### EXTRACTED ENTRIES
use std::f64::consts::PI;
use std::fmt;
use std::str::FromStr;

use serde::{Deserialize, Serialize};

use super::gun::GunTuning;
use crate::domain::gun::Gun;
use crate::domain::plane::{Plane, Spawn};
use crate::domain::ports::Color;

/// Flight characteristics of one plane model.
#[derive(Debug, Clone, Copy)]
pub struct PlaneTuning {
    /// Cells travelled per tick.
    pub speed: f64,

    /// Radians gained or lost per pitch input.
    pub turning_circle: f64,

    /// Hull integrity on spawn and after every reset.
    pub hull: i32,

    pub color: Color,
}

impl Default for PlaneTuning {
    fn default() -> Self {
        Self {
            speed: 0.3,
            turning_circle: PI / 8.0,
            hull: 100,
            color: Color::Red,
        }
    }
}

#[derive(Debug, Clone, Copy, PartialEq, Eq, Default, Serialize, Deserialize)]
#[serde(rename_all = "lowercase")]
pub enum PlaneModel {
    #[default]
    P51,
    Bf109,
}

impl PlaneModel {
    pub fn tuning(self) -> PlaneTuning {
        match self {
            PlaneModel::P51 => PlaneTuning::default(),
            PlaneModel::Bf109 => PlaneTuning {
                color: Color::Yellow,
                ..PlaneTuning::default()
            },
        }
    }

    pub fn gun_tuning(self) -> GunTuning {
        GunTuning::default()
    }

    /// Builds a ready-to-fly plane of this model for `plane_id` at `spawn`.
    pub fn build(self, plane_id: u8, spawn: Spawn) -> Plane {
        Plane::new(
            plane_id,
            self,
            spawn,
            self.tuning(),
            Gun::new(self.gun_tuning()),
        )
    }

    pub fn as_str(self) -> &'static str {
        match self {
            PlaneModel::P51 => "p51",
            PlaneModel::Bf109 => "bf109",
        }
    }
}

impl fmt::Display for PlaneModel {
    fn fmt(&self, f: &mut fmt::Formatter<'_>) -> fmt::Result {
        f.write_str(self.as_str())
    }
}

impl FromStr for PlaneModel {
    type Err = String;

    fn from_str(s: &str) -> Result<Self, Self::Err> {
        match s.trim().to_ascii_lowercase().as_str() {
            "p51" | "p-51" => Ok(PlaneModel::P51),
            "bf109" | "bf-109" => Ok(PlaneModel::Bf109),
            other => Err(format!("unknown plane model `{other}` (expected p51 or bf109)")),
        }
    }
}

### WHAT THIS TASK INVOLVES
Every record above must be duplicated exactly.

### ANSWER BOX
use std::f64::consts::PI;
use std::fmt;
use std::str::FromStr;

use serde::{Deserialize, Serialize};

use super::gun::GunTuning;
use crate::domain::gun::Gun;
use crate::domain::plane::{Plane, Spawn};
use crate::domain::ports::Color;

/// Flight characteristics of one plane model.
#[derive(Debug, Clone, Copy)]
pub struct PlaneTuning {
    /// Cells travelled per tick.
    pub speed: f64,

    /// Radians gained or lost per pitch input.
    pub turning_circle: f64,

    /// Hull integrity on spawn and after every reset.
    pub hull: i32,

    pub color: Color,
}

impl Default for PlaneTuning {
    fn default() -> Self {
        Self {
            speed: 0.3,
            turning_circle: PI / 8.0,
            hull: 100,
            color: Color::Red,
        }
    }
}

#[derive(Debug, Clone, Copy, PartialEq, Eq, Default, Serialize, Deserialize)]
#[serde(rename_all = "lowercase")]
pub enum PlaneModel {
    #[default]
    P51,
    Bf109,
}

impl PlaneModel {
    pub fn tuning(self) -> PlaneTuning {
        match self {
            PlaneModel::P51 => PlaneTuning::default(),
            PlaneModel::Bf109 => PlaneTuning {
                color: Color::Yellow,
                ..PlaneTuning::default()
            },
        }
    }

    pub fn gun_tuning(self) -> GunTuning {
        GunTuning::default()
    }

    /// Builds a ready-to-fly plane of this model for `plane_id` at `spawn`.
    pub fn build(self, plane_id: u8, spawn: Spawn) -> Plane {
        Plane::new(
            plane_id,
            self,
            spawn,
            self.tuning(),
            Gun::new(self.gun_tuning()),
        )
    }

    pub fn as_str(self) -> &'static str {
        match self {
            PlaneModel::P51 => "p51",
            PlaneModel::Bf109 => "bf109",
        }
    }
}

impl fmt::Display for PlaneModel {
    fn fmt(&self, f: &mut fmt::Formatter<'_>) -> fmt::Result {
        f.write_str(self.as_str())
    }
}

impl FromStr for PlaneModel {
    type Err = String;

    fn from_str(s: &str) -> Result<Self, Self::Err> {
        match s.trim().to_ascii_lowercase().as_str() {
            "p51" | "p-51" => Ok(PlaneModel::P51),
            "bf109" | "bf-109" => Ok(PlaneModel::Bf109),
            other => Err(format!("unknown plane model `{other}` (expected p51 or bf109)")),
        }
    }
}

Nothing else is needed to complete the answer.